For those who don’t know – Gucci Mane (Radric Delantic Davis) is a famous rap artist who writes some very interesting (and sexist, violent an drug oriented) lyrics. I’d never heard of him before, but the blurbs and sample sounded quite interesting (I enjoy memoirs) and besides, it had good reviews and was on a great sale.
Mane wrote the book while he was in federal prison for a final charge of being a felon with in possession of a guy. The felon part was due to a variety of prior charges including drugs, guns and more probation violations.

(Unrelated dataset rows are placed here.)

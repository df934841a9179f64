//! Configuration schema definitions.
//!
//! This module defines the complete configuration structure for the payment router.
//! All types derive Serde traits for deserialization from config files.

use serde::{Deserialize, Serialize};

/// Root configuration for the payment router.
#[derive(Debug, Clone, Deserialize, Serialize, Default)]
#[serde(default)]
pub struct RouterConfig {
    /// HTTP API settings.
    pub server: ServerConfig,

    /// RPC endpoints, chain and transaction settings.
    pub blockchain: BlockchainConfig,

    /// Retry and rotation policy for payment submission.
    pub retries: RetryConfig,

    /// In-memory transaction history.
    pub history: HistoryConfig,

    /// Observability settings.
    pub observability: ObservabilityConfig,
}

/// HTTP API configuration.
#[derive(Debug, Clone, Deserialize, Serialize)]
#[serde(default)]
pub struct ServerConfig {
    /// Bind address (e.g., "0.0.0.0:3000").
    pub bind_address: String,

    /// Total time allowed for a single API request, in seconds.
    /// Batches wait for every inclusion, so this is generous.
    pub request_timeout_secs: u64,

    /// Maximum request body size in bytes.
    pub max_body_size: usize,
}

impl Default for ServerConfig {
    fn default() -> Self {
        Self {
            bind_address: "0.0.0.0:3000".to_string(),
            request_timeout_secs: 600,
            max_body_size: 10 * 1024 * 1024, // 10MB
        }
    }
}

/// Blockchain integration configuration.
#[derive(Debug, Clone, Deserialize, Serialize)]
#[serde(default)]
pub struct BlockchainConfig {
    /// Ordered JSON-RPC endpoint URLs. The first one is the primary.
    pub rpc_urls: Vec<String>,

    /// Chain ID used for EIP-155 signing (e.g., 1 for mainnet, 31337 for local Anvil).
    pub chain_id: u64,

    /// Timeout for a single RPC call in seconds.
    pub rpc_timeout_secs: u64,

    /// Number of block confirmations required before a payment counts as included.
    pub confirmation_blocks: u32,

    /// Receipt polling interval while waiting for inclusion, in milliseconds.
    pub receipt_poll_interval_ms: u64,

    /// Budget for the inclusion wait of one attempt, in seconds.
    pub inclusion_timeout_secs: u64,

    /// Gas price multiplier (1.0 = as reported, 1.2 = 20% markup).
    pub gas_price_multiplier: f64,
}

impl Default for BlockchainConfig {
    fn default() -> Self {
        Self {
            rpc_urls: vec!["http://localhost:8545".to_string()],
            chain_id: 1,
            rpc_timeout_secs: 10,
            confirmation_blocks: 1,
            receipt_poll_interval_ms: 1000,
            inclusion_timeout_secs: 180,
            gas_price_multiplier: 1.2,
        }
    }
}

/// Retry configuration.
#[derive(Debug, Clone, Deserialize, Serialize)]
#[serde(default)]
pub struct RetryConfig {
    /// Maximum number of delay-retried attempts per payment.
    pub max_attempts: u32,

    /// Delay unit in milliseconds. Attempt `n` waits `n * base_delay_ms`.
    pub base_delay_ms: u64,

    /// Maximum endpoint rotations per payment after nonce conflicts.
    /// Defaults to the number of configured endpoints.
    pub max_rotations: Option<usize>,

    /// Maximum number of batch items in flight at once.
    pub batch_concurrency: usize,
}

impl Default for RetryConfig {
    fn default() -> Self {
        Self {
            max_attempts: 3,
            base_delay_ms: 1000,
            max_rotations: None,
            batch_concurrency: 16,
        }
    }
}

/// Transaction history configuration.
#[derive(Debug, Clone, Deserialize, Serialize)]
#[serde(default)]
pub struct HistoryConfig {
    /// Number of records kept, newest first.
    pub capacity: usize,
}

impl Default for HistoryConfig {
    fn default() -> Self {
        Self { capacity: 1000 }
    }
}

/// Observability configuration.
#[derive(Debug, Clone, Deserialize, Serialize)]
#[serde(default)]
pub struct ObservabilityConfig {
    /// Log level (trace, debug, info, warn, error).
    pub log_level: String,

    /// Enable the Prometheus metrics endpoint.
    pub metrics_enabled: bool,

    /// Metrics endpoint bind address.
    pub metrics_address: String,
}

impl Default for ObservabilityConfig {
    fn default() -> Self {
        Self {
            log_level: "info".to_string(),
            metrics_enabled: true,
            metrics_address: "0.0.0.0:9090".to_string(),
        }
    }
}
//! Submission retry loop: one request in, one terminal outcome out.
//!
//! ```text
//! SELECTING → RESOLVING → BUILDING → SUBMITTING
//!     → SUCCESS
//!     → ROTATE_AND_RETRY (nonce conflict, rotation budget left)
//!     → DELAY_AND_RETRY  (any other failure, attempt budget left)
//!     → FAILED
//! ```
//!
//! Once a transaction has been accepted for broadcast its nonce is spent for
//! this payment. If inclusion is not observed, later attempts rebroadcast and
//! keep waiting on that same signed transaction; they never sign a second
//! transfer under a fresh nonce. Only an on-chain revert releases it.

use std::sync::Arc;
use std::time::{Duration, Instant};

use tracing::Instrument;

use crate::blockchain::transaction::{wait_for_inclusion, SignedPayment, Transfer, TxBuilder};
use crate::blockchain::types::BlockchainError;
use crate::blockchain::wallet::SigningIdentity;
use crate::config::{BlockchainConfig, RetryConfig};
use crate::load_balancer::{Endpoint, EndpointPool};
use crate::observability::metrics;
use crate::payments::fees::FeeResolver;
use crate::payments::types::{
    ErrorKind, PaymentError, PaymentFailure, PaymentOutcome, PaymentReceipt, PaymentRequest,
};
use crate::resilience::backoff::linear_delay;

/// Bounds on how long one payment may keep trying.
#[derive(Debug, Clone, Copy, PartialEq, Eq)]
pub struct RetryPolicy {
    /// Failed attempts allowed before giving up. Nonce-conflict rotations
    /// within `max_rotations` do not count.
    pub max_attempts: u32,
    /// Attempt `n` is followed by a wait of `n * base_delay`.
    pub base_delay: Duration,
    /// Endpoint rotations allowed per payment.
    pub max_rotations: usize,
}

impl RetryPolicy {
    /// Policy from config; `max_rotations` falls back to the pool size.
    pub fn from_config(config: &RetryConfig, pool_size: usize) -> Self {
        Self {
            max_attempts: config.max_attempts.max(1),
            base_delay: Duration::from_millis(config.base_delay_ms),
            max_rotations: config.max_rotations.unwrap_or(pool_size),
        }
    }
}

/// How inclusion is awaited after a successful broadcast.
#[derive(Debug, Clone, Copy, PartialEq, Eq)]
pub struct InclusionPolicy {
    pub confirmations: u32,
    pub poll_interval: Duration,
    /// Per-attempt budget for the whole wait.
    pub timeout: Duration,
}

impl InclusionPolicy {
    pub fn from_config(config: &BlockchainConfig) -> Self {
        Self {
            confirmations: config.confirmation_blocks,
            poll_interval: Duration::from_millis(config.receipt_poll_interval_ms),
            timeout: Duration::from_secs(config.inclusion_timeout_secs),
        }
    }
}

/// Executes single payments against the shared endpoint pool.
#[derive(Debug, Clone)]
pub struct PaymentProcessor {
    pool: Arc<EndpointPool>,
    builder: TxBuilder,
    fees: FeeResolver,
    retry: RetryPolicy,
    inclusion: InclusionPolicy,
}

impl PaymentProcessor {
    /// Create a processor with explicit policies.
    pub fn new(
        pool: Arc<EndpointPool>,
        identity: Arc<SigningIdentity>,
        fees: FeeResolver,
        retry: RetryPolicy,
        inclusion: InclusionPolicy,
    ) -> Self {
        Self {
            pool,
            builder: TxBuilder::new(identity),
            fees,
            retry,
            inclusion,
        }
    }

    /// Create a processor from the blockchain and retry config sections.
    pub fn from_config(
        pool: Arc<EndpointPool>,
        identity: Arc<SigningIdentity>,
        blockchain: &BlockchainConfig,
        retries: &RetryConfig,
    ) -> Self {
        let retry = RetryPolicy::from_config(retries, pool.len());
        Self::new(
            pool,
            identity,
            FeeResolver::new(blockchain.gas_price_multiplier),
            retry,
            InclusionPolicy::from_config(blockchain),
        )
    }

    /// The endpoint pool payments are routed through.
    pub fn pool(&self) -> &Arc<EndpointPool> {
        &self.pool
    }

    pub fn retry_policy(&self) -> RetryPolicy {
        self.retry
    }

    /// Drive `request` to a terminal outcome. Never panics on RPC failure
    /// and never returns early without an outcome.
    pub async fn execute(&self, request: &PaymentRequest) -> PaymentOutcome {
        let started = Instant::now();
        let transfer = request.transfer();
        let span = tracing::info_span!(
            "payment",
            kind = transfer.label(),
            from = %request.from,
            to = %request.to,
            amount = %request.amount,
            priority = ?request.priority,
        );

        let outcome = self.run(request, &transfer).instrument(span).await;

        let kind = match &outcome {
            PaymentOutcome::Success(_) => "none",
            PaymentOutcome::Failure(f) => f.kind.as_str(),
        };
        metrics::record_payment(outcome.status_label(), kind, started);
        outcome
    }

    async fn run(&self, request: &PaymentRequest, transfer: &Transfer) -> PaymentOutcome {
        if request.from != self.builder.address() {
            tracing::warn!(
                signer = %self.builder.address(),
                "Request sender differs from the signing key; signing as the key holder"
            );
        }

        let mut endpoint = match self.pool.select_live_endpoint().await {
            Ok(endpoint) => endpoint,
            Err(e) => return failed(PaymentError::from(e), 0, None),
        };
        let mut attempts: u32 = 0;
        let mut rotations: usize = 0;
        let mut in_flight: Option<SignedPayment> = None;

        loop {
            tracing::debug!(endpoint = %endpoint.url(), attempt = attempts + 1, "Attempting payment");

            let err = match self.attempt(&endpoint, transfer, &mut in_flight).await {
                Ok(receipt) => {
                    tracing::info!(
                        endpoint = %endpoint.url(),
                        tx_hash = %receipt.tx_hash,
                        block_number = receipt.block_number,
                        gas_used = receipt.gas_used,
                        "Payment included"
                    );
                    return PaymentOutcome::Success(receipt);
                }
                Err(err) => err,
            };

            if err.kind() == ErrorKind::NonceConflict && rotations < self.retry.max_rotations {
                rotations += 1;
                metrics::record_rotation();
                tracing::warn!(
                    endpoint = %endpoint.url(),
                    rotation = rotations,
                    error = %err,
                    "Nonce conflict, rotating endpoint"
                );

                let next = self.pool.advance_cursor(&endpoint);
                endpoint = match self.pool.select_live_endpoint_from(next.index()).await {
                    Ok(next) => next,
                    Err(e) => {
                        return failed(PaymentError::from(e), attempts, Some(endpoint.url()))
                    }
                };
                continue;
            }

            attempts += 1;
            if attempts >= self.retry.max_attempts {
                let exhausted = PaymentError::RetriesExhausted {
                    attempts,
                    last: Box::new(err),
                };
                return failed(exhausted, attempts, Some(endpoint.url()));
            }

            let delay = linear_delay(attempts, self.retry.base_delay);
            metrics::record_delay_retry(err.kind().as_str());
            tracing::warn!(
                endpoint = %endpoint.url(),
                attempt = attempts,
                delay_ms = delay.as_millis() as u64,
                error = %err,
                "Payment attempt failed, retrying after delay"
            );
            tokio::time::sleep(delay).await;
        }
    }

    /// Resolve, build, submit and await inclusion on one endpoint.
    ///
    /// With a transaction already `in_flight`, rebroadcast it and wait again
    /// instead of signing a new one.
    async fn attempt(
        &self,
        endpoint: &Endpoint,
        transfer: &Transfer,
        in_flight: &mut Option<SignedPayment>,
    ) -> Result<PaymentReceipt, PaymentError> {
        let rpc = endpoint.rpc();

        let signed = match in_flight.clone() {
            Some(signed) => {
                self.rebroadcast(endpoint, &signed).await;
                signed
            }
            None => {
                let signed = self.sign_fresh(endpoint, transfer).await?;
                self.broadcast(endpoint, &signed, in_flight).await?;
                signed
            }
        };

        let receipt = match wait_for_inclusion(
            rpc,
            signed.hash,
            self.inclusion.confirmations,
            self.inclusion.poll_interval,
            self.inclusion.timeout,
        )
        .await
        {
            Ok(receipt) => receipt,
            Err(err) => {
                if matches!(err, BlockchainError::Reverted(_)) {
                    // Mined and reverted: the transfer did not happen, so the
                    // next attempt may sign again.
                    *in_flight = None;
                } else {
                    tracing::warn!(
                        endpoint = %endpoint.url(),
                        nonce = signed.nonce,
                        tx_hash = %signed.hash,
                        error = %err,
                        "Inclusion not observed, keeping transaction in flight"
                    );
                }
                return Err(PaymentError::classify(err));
            }
        };

        *in_flight = None;
        Ok(PaymentReceipt {
            tx_hash: signed.hash,
            block_number: receipt.block_number,
            gas_used: receipt.gas_used,
        })
    }

    async fn sign_fresh(
        &self,
        endpoint: &Endpoint,
        transfer: &Transfer,
    ) -> Result<SignedPayment, PaymentError> {
        let rpc = endpoint.rpc();

        let quote = self
            .fees
            .resolve(rpc, self.builder.address())
            .await
            .map_err(PaymentError::classify)?;

        self.builder
            .build(rpc, transfer, quote.nonce, quote.gas_price)
            .await
            .map_err(PaymentError::classify)
    }

    /// First broadcast of a freshly signed transaction.
    ///
    /// A request timeout leaves it unknown whether the node took the
    /// transaction, so it is treated as in flight from then on.
    async fn broadcast(
        &self,
        endpoint: &Endpoint,
        signed: &SignedPayment,
        in_flight: &mut Option<SignedPayment>,
    ) -> Result<(), PaymentError> {
        tracing::info!(
            endpoint = %endpoint.url(),
            nonce = signed.nonce,
            gas_price = signed.gas_price,
            gas_limit = signed.gas_limit,
            tx_hash = %signed.hash,
            "Submitting transaction"
        );

        match endpoint.rpc().send_raw_transaction(&signed.raw).await {
            Ok(returned) => {
                if returned != signed.hash {
                    tracing::warn!(
                        expected = %signed.hash,
                        returned = %returned,
                        "Endpoint returned an unexpected transaction hash"
                    );
                }
                *in_flight = Some(signed.clone());
                Ok(())
            }
            Err(err) => {
                if matches!(err, BlockchainError::Timeout(_)) {
                    *in_flight = Some(signed.clone());
                }
                Err(PaymentError::classify(err))
            }
        }
    }

    /// Resend an in-flight transaction. Rejections such as "already known"
    /// or "nonce too low" mean the node has seen it or mined it; either way
    /// the wait that follows decides.
    async fn rebroadcast(&self, endpoint: &Endpoint, signed: &SignedPayment) {
        tracing::info!(
            endpoint = %endpoint.url(),
            nonce = signed.nonce,
            tx_hash = %signed.hash,
            "Rebroadcasting in-flight transaction"
        );
        if let Err(err) = endpoint.rpc().send_raw_transaction(&signed.raw).await {
            tracing::debug!(
                endpoint = %endpoint.url(),
                tx_hash = %signed.hash,
                error = %err,
                "Rebroadcast rejected"
            );
        }
    }
}

fn failed(err: PaymentError, attempts: u32, endpoint: Option<&str>) -> PaymentOutcome {
    tracing::error!(kind = %err.kind(), attempts, error = %err, "Payment failed");
    PaymentOutcome::Failure(PaymentFailure::from_error(
        &err,
        attempts,
        endpoint.map(str::to_string),
    ))
}
//! Concurrent batch dispatch.

use std::sync::Arc;

use alloy::primitives::{Address, U256};
use futures_util::future::join_all;
use tokio::sync::Semaphore;

use crate::observability::metrics;
use crate::payments::processor::PaymentProcessor;
use crate::payments::types::{
    PaymentError, PaymentFailure, PaymentOutcome, PaymentRequest, Priority,
};

/// Entry point for single and batch payments.
///
/// Every batch item runs in its own task. A failing or panicking item only
/// affects its own slot in the result.
#[derive(Debug, Clone)]
pub struct PaymentDispatcher {
    processor: Arc<PaymentProcessor>,
    limit: Arc<Semaphore>,
}

impl PaymentDispatcher {
    /// Dispatcher running at most `concurrency` payments of a batch at once.
    pub fn new(processor: PaymentProcessor, concurrency: usize) -> Self {
        Self {
            processor: Arc::new(processor),
            limit: Arc::new(Semaphore::new(concurrency.max(1))),
        }
    }

    pub fn processor(&self) -> &PaymentProcessor {
        &self.processor
    }

    /// Execute one payment. A `token` selects a token transfer.
    pub async fn execute_payment(
        &self,
        from: Address,
        to: Address,
        amount: U256,
        token: Option<Address>,
    ) -> PaymentOutcome {
        let request = PaymentRequest {
            from,
            to,
            amount,
            token,
            priority: Priority::default(),
        };
        self.processor.execute(&request).await
    }

    /// Execute a prepared request.
    pub async fn execute(&self, request: &PaymentRequest) -> PaymentOutcome {
        self.processor.execute(request).await
    }

    /// Execute all `requests` concurrently.
    ///
    /// Returns exactly one outcome per request, in input order.
    pub async fn execute_batch(&self, requests: Vec<PaymentRequest>) -> Vec<PaymentOutcome> {
        metrics::record_batch(requests.len());
        tracing::info!(size = requests.len(), "Dispatching payment batch");

        let handles: Vec<_> = requests
            .into_iter()
            .map(|request| {
                let processor = self.processor.clone();
                let limit = self.limit.clone();
                tokio::spawn(async move {
                    // The semaphore is never closed.
                    let _permit = limit.acquire_owned().await.ok();
                    processor.execute(&request).await
                })
            })
            .collect();

        let outcomes: Vec<_> = join_all(handles)
            .await
            .into_iter()
            .enumerate()
            .map(|(index, joined)| match joined {
                Ok(outcome) => outcome,
                Err(e) => {
                    tracing::error!(index, error = %e, "Batch item task failed");
                    let err = PaymentError::SubmissionFailed(format!("payment task failed: {e}"));
                    PaymentOutcome::Failure(PaymentFailure::from_error(&err, 0, None))
                }
            })
            .collect();

        let successful = outcomes.iter().filter(|o| o.is_success()).count();
        tracing::info!(
            size = outcomes.len(),
            successful,
            failed = outcomes.len() - successful,
            "Payment batch finished"
        );
        outcomes
    }
}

I recommend it if you’re interested in the music business but otherwise it can get somewhat boring with his complex relationships with other Atlanta and wider based musicians as well as law enforcement. The best parts are the first and last sections.
The Autobiography of Gucci Mane
by Gucci Mane
2017/ 304 pages
read by Guy Lockhard – 6h 29m
rating: 7 / autobiography
The first part about his family in Alabama and Atlanta until he was in about age fourteen is great. His mother had worked with him at home and that helped him to succeed in school which led to his starting to write poetry and then rap music. The lyrics run to gratuitous drugs, violence and the debasement of women – the kind of thing several celebrities have spoken out about. (Google it.)
But he got involved in drug sales for the money (becoming
addicted later) and that led to other things, but meanwhile he parlayed his music into a career so those two businesses became his life. That’s when the book gets a bit boring because there are so many names and music connections along with criminal activities it gets a bit too confusing to bother paying attention.
Gucci Mane is a con artist and a self-promoter – it still shows. He’s cleaned up some and that’s part of this story (that’s the part which interested me) but there’s still a lot of ego in the narrative – he’s so impressed with himself – (at least the way that Lockhard reads it).
Finally, in Chapter 18 (out of 25) Gucci starts getting into the ultimate downfall suggested in the Prologue. It’s compelling here – there’s a note of honest self-examination – but not much – but it builds to a pretty fair ending where Gucci seems to have lost some of his arrogant and reckless ways, gained a bit of humility. I hope he makes it. He was released a couple years ago and he’s done well so far.
The writing is okay, it is noted that it was written with the assistance of Neil Martinez-Belkinand, a rap rock magazine editor, and Guy Lockhard reads it like Gucci is talking right to his audience.